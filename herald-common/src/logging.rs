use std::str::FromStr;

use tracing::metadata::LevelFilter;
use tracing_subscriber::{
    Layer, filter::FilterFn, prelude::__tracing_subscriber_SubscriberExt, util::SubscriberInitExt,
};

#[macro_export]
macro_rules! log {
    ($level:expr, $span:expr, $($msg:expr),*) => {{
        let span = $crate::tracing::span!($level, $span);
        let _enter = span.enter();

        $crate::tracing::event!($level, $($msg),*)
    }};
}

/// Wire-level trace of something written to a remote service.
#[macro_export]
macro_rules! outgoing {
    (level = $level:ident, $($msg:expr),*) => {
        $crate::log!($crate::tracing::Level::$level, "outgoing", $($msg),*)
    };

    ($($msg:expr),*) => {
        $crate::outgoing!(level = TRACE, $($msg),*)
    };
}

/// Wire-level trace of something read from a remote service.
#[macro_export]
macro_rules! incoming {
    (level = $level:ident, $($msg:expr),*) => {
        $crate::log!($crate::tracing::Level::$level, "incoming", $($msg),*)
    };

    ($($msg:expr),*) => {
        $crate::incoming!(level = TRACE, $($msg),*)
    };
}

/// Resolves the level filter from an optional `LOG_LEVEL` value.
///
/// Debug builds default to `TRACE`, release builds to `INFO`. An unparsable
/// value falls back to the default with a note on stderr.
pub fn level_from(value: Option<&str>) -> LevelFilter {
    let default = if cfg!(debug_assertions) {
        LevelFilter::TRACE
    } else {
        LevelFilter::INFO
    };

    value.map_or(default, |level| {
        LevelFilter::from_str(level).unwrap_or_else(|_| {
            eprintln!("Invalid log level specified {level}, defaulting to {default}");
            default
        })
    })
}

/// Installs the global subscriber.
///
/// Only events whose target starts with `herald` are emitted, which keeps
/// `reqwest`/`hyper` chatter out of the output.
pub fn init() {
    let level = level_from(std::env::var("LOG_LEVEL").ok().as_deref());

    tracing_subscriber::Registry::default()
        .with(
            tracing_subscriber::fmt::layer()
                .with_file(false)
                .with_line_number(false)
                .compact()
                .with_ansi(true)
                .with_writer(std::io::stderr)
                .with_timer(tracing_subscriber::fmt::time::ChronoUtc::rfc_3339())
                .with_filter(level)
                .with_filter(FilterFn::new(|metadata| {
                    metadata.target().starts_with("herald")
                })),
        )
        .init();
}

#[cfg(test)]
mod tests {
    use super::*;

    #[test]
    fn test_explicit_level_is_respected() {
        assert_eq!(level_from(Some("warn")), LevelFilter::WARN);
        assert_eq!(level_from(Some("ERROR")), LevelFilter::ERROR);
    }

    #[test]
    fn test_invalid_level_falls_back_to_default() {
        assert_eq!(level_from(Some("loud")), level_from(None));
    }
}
******************************
→ EXERCISE DIRECTIONS
Look over the entries for "false", then copy every line that includes that string.

→ EXERCISE ANSWER
                .with_file(false)
                .with_line_number(false)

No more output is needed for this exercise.